### The input
· · · ·

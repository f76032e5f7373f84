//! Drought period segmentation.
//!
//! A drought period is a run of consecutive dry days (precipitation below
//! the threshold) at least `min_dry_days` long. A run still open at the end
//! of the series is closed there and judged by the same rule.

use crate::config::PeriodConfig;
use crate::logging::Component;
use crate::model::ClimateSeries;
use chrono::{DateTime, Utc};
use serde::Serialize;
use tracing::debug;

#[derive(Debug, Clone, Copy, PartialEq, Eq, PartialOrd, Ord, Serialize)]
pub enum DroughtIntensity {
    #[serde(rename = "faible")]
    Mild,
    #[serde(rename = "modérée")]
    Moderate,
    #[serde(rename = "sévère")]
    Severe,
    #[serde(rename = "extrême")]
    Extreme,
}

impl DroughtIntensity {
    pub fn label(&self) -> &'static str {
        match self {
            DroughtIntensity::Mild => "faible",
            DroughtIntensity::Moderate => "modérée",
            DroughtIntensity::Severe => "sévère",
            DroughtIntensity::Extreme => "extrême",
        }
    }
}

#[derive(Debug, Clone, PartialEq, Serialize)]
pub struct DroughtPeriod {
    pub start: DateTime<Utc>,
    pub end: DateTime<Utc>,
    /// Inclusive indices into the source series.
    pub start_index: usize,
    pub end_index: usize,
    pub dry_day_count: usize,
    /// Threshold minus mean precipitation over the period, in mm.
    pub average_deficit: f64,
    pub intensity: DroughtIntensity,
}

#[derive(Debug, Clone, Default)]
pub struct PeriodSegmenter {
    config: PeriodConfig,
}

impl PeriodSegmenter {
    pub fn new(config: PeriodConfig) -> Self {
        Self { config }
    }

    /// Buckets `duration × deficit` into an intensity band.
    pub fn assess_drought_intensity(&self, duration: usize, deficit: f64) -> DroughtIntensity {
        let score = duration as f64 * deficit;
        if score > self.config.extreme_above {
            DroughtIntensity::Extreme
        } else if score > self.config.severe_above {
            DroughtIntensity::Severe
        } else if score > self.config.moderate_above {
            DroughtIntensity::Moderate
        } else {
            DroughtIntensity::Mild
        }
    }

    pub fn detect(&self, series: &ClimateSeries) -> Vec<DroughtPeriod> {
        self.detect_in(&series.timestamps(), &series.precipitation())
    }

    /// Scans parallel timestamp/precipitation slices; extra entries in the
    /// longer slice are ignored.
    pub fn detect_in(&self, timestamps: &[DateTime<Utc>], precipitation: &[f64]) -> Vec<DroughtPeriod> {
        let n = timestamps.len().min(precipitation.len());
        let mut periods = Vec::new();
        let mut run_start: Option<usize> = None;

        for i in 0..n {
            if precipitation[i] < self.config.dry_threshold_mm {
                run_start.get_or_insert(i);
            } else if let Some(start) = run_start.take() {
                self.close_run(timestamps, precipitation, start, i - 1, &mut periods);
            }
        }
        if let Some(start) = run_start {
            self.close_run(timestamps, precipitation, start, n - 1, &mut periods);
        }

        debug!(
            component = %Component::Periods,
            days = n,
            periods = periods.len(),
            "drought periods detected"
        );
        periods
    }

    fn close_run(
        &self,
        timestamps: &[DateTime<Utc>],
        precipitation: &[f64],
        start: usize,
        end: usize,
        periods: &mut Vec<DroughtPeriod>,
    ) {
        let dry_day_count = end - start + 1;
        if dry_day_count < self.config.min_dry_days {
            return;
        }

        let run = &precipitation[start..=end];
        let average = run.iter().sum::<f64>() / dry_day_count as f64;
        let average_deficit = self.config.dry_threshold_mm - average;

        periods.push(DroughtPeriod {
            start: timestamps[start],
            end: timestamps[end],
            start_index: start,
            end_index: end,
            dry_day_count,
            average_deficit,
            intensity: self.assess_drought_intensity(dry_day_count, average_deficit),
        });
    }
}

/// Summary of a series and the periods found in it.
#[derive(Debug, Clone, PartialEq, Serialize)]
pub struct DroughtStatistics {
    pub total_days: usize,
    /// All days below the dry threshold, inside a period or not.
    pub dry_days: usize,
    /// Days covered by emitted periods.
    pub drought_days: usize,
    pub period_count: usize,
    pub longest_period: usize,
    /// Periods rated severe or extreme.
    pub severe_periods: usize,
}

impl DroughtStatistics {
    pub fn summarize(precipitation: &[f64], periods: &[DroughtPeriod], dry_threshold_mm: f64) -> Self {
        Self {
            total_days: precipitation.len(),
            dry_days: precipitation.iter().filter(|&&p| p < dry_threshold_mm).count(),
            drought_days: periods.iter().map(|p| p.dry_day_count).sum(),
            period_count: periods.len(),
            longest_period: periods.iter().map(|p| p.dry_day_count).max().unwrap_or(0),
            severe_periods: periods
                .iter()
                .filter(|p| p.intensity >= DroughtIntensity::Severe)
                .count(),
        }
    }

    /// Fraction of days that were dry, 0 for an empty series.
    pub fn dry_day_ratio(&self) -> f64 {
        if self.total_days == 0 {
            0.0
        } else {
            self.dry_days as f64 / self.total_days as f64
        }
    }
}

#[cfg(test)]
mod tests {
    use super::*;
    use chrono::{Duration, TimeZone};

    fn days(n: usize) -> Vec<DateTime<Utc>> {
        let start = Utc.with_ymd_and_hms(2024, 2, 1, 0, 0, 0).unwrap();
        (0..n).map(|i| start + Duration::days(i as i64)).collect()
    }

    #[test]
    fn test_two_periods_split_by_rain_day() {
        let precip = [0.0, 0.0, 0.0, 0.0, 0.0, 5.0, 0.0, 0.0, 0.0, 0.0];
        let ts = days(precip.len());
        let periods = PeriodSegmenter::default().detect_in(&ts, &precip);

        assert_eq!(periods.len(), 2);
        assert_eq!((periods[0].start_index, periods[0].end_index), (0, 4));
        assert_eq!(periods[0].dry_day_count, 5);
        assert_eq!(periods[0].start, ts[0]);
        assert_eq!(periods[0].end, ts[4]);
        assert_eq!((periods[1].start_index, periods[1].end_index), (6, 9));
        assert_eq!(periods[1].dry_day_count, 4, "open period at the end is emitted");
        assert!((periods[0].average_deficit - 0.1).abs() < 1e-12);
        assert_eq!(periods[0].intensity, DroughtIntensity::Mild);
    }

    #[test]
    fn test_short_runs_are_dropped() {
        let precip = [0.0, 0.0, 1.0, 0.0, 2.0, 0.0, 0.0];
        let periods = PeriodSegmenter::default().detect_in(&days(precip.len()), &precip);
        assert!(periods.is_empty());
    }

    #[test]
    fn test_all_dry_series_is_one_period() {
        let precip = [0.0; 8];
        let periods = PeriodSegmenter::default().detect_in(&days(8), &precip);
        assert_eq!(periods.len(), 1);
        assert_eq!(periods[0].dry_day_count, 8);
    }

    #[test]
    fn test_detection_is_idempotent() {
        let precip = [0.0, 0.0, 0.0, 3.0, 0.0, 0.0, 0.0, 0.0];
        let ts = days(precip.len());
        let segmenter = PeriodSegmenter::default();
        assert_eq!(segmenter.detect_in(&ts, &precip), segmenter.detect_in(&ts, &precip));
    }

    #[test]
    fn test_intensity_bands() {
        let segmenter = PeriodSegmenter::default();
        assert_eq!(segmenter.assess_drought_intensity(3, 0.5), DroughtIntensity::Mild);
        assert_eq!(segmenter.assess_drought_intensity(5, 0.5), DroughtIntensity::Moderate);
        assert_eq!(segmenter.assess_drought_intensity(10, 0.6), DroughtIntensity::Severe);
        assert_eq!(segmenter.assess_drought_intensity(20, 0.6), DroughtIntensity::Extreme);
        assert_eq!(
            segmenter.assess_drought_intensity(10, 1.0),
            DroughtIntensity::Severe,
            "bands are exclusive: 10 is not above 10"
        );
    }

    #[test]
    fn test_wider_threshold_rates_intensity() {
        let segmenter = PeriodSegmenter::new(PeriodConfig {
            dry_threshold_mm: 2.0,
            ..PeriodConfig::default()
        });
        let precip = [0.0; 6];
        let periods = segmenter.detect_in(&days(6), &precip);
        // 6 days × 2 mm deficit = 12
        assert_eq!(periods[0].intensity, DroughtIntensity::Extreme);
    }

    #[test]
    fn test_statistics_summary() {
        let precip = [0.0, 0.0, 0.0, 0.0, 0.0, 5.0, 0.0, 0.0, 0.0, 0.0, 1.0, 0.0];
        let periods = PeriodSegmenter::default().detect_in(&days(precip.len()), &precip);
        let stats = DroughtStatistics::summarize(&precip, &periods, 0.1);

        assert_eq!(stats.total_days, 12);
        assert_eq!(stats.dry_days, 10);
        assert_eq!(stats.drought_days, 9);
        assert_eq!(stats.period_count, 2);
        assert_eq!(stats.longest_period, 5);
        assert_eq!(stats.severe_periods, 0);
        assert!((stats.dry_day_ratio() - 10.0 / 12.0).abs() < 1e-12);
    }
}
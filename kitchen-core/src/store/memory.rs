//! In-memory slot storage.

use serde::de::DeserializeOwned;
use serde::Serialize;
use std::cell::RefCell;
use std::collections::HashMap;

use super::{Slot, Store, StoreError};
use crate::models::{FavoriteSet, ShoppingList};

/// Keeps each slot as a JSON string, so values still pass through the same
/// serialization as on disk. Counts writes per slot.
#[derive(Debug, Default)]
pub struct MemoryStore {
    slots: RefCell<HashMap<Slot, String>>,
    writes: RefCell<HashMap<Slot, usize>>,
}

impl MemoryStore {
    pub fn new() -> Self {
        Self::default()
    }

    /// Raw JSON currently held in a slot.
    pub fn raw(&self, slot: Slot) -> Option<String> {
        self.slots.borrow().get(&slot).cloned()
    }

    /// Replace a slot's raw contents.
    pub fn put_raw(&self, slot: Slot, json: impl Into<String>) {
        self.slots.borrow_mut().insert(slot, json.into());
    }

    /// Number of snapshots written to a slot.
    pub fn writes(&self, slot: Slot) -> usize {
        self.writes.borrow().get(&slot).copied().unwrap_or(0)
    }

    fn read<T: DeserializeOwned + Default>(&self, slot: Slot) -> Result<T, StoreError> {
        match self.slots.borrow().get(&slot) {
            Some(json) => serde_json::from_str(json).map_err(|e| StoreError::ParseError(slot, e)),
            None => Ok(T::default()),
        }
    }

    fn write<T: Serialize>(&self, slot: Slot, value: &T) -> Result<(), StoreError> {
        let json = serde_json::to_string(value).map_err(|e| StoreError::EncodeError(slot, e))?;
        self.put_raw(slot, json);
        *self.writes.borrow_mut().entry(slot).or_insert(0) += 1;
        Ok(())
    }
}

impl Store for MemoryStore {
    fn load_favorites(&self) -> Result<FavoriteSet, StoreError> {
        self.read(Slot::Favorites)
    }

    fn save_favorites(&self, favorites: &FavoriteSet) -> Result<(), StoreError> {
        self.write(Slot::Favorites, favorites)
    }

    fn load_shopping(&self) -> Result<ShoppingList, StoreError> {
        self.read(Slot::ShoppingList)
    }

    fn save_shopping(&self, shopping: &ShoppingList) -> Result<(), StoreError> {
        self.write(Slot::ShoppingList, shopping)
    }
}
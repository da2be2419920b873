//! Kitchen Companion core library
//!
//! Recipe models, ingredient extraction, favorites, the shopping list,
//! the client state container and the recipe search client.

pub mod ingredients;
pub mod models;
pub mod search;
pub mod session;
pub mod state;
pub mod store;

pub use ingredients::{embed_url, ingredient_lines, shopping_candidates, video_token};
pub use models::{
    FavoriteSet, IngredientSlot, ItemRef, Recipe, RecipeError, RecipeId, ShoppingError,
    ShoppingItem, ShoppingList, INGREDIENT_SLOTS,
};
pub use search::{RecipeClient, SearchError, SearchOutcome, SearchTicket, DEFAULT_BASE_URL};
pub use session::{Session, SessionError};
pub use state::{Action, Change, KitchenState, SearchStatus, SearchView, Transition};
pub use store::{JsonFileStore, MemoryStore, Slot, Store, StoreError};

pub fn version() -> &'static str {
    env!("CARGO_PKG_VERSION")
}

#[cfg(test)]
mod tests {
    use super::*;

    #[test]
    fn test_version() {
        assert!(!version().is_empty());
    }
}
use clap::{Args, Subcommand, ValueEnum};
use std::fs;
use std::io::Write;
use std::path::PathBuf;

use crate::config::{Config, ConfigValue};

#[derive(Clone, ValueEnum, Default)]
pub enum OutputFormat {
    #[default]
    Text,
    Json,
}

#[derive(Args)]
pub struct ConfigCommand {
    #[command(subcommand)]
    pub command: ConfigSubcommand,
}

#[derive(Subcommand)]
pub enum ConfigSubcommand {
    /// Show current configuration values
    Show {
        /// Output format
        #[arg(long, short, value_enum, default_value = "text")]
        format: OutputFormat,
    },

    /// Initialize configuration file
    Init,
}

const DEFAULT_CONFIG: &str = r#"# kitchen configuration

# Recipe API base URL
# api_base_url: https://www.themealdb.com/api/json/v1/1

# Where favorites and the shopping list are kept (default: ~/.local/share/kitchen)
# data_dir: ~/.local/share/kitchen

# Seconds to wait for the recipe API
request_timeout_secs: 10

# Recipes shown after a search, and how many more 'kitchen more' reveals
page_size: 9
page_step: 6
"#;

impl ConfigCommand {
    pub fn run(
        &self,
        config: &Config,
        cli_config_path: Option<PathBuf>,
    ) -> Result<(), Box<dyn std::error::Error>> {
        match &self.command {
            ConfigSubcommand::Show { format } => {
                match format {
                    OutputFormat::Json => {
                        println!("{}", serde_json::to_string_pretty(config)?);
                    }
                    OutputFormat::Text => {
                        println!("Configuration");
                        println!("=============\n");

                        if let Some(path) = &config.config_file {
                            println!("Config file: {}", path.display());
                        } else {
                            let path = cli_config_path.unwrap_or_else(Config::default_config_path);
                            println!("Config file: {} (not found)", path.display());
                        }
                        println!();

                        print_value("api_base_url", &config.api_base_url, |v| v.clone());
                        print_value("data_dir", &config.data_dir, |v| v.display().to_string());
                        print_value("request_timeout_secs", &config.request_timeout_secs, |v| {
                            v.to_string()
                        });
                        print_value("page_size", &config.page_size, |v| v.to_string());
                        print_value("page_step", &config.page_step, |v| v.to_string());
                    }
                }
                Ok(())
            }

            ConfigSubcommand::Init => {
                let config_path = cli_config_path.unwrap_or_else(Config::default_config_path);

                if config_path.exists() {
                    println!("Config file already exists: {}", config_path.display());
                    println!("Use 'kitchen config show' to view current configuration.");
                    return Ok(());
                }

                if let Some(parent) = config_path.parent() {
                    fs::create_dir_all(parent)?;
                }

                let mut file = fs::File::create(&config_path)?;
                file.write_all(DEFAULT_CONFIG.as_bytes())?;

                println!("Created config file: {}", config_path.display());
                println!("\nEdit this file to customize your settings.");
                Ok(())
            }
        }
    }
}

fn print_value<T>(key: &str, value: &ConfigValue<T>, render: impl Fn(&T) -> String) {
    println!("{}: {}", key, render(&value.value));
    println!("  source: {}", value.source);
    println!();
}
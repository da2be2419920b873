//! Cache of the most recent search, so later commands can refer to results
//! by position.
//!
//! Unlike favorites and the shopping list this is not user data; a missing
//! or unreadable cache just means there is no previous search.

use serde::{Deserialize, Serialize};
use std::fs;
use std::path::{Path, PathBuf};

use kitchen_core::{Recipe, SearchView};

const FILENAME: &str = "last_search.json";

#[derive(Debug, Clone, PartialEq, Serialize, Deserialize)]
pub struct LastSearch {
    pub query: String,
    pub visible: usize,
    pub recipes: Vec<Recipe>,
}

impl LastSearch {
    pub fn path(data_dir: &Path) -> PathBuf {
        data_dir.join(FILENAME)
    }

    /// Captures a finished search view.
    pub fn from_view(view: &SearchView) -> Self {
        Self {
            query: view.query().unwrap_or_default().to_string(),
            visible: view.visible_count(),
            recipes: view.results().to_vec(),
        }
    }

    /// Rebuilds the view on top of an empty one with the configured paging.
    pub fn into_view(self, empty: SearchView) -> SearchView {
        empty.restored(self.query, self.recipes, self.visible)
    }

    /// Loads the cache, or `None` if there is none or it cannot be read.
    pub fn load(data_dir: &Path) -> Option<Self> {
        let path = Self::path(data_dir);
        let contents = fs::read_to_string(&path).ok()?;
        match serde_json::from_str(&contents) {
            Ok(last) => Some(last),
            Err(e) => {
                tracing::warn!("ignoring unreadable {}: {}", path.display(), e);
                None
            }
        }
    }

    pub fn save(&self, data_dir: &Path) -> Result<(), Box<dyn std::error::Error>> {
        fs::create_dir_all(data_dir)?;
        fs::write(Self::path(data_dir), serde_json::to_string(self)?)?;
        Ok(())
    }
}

· · · ·

### What you need to do
Each line from the material above that mentions the word "DroughtStatistics" needs to be copied.

### Solved exercise
pub struct DroughtStatistics {
impl DroughtStatistics {
        let stats = DroughtStatistics::summarize(&precip, &periods, 0.1);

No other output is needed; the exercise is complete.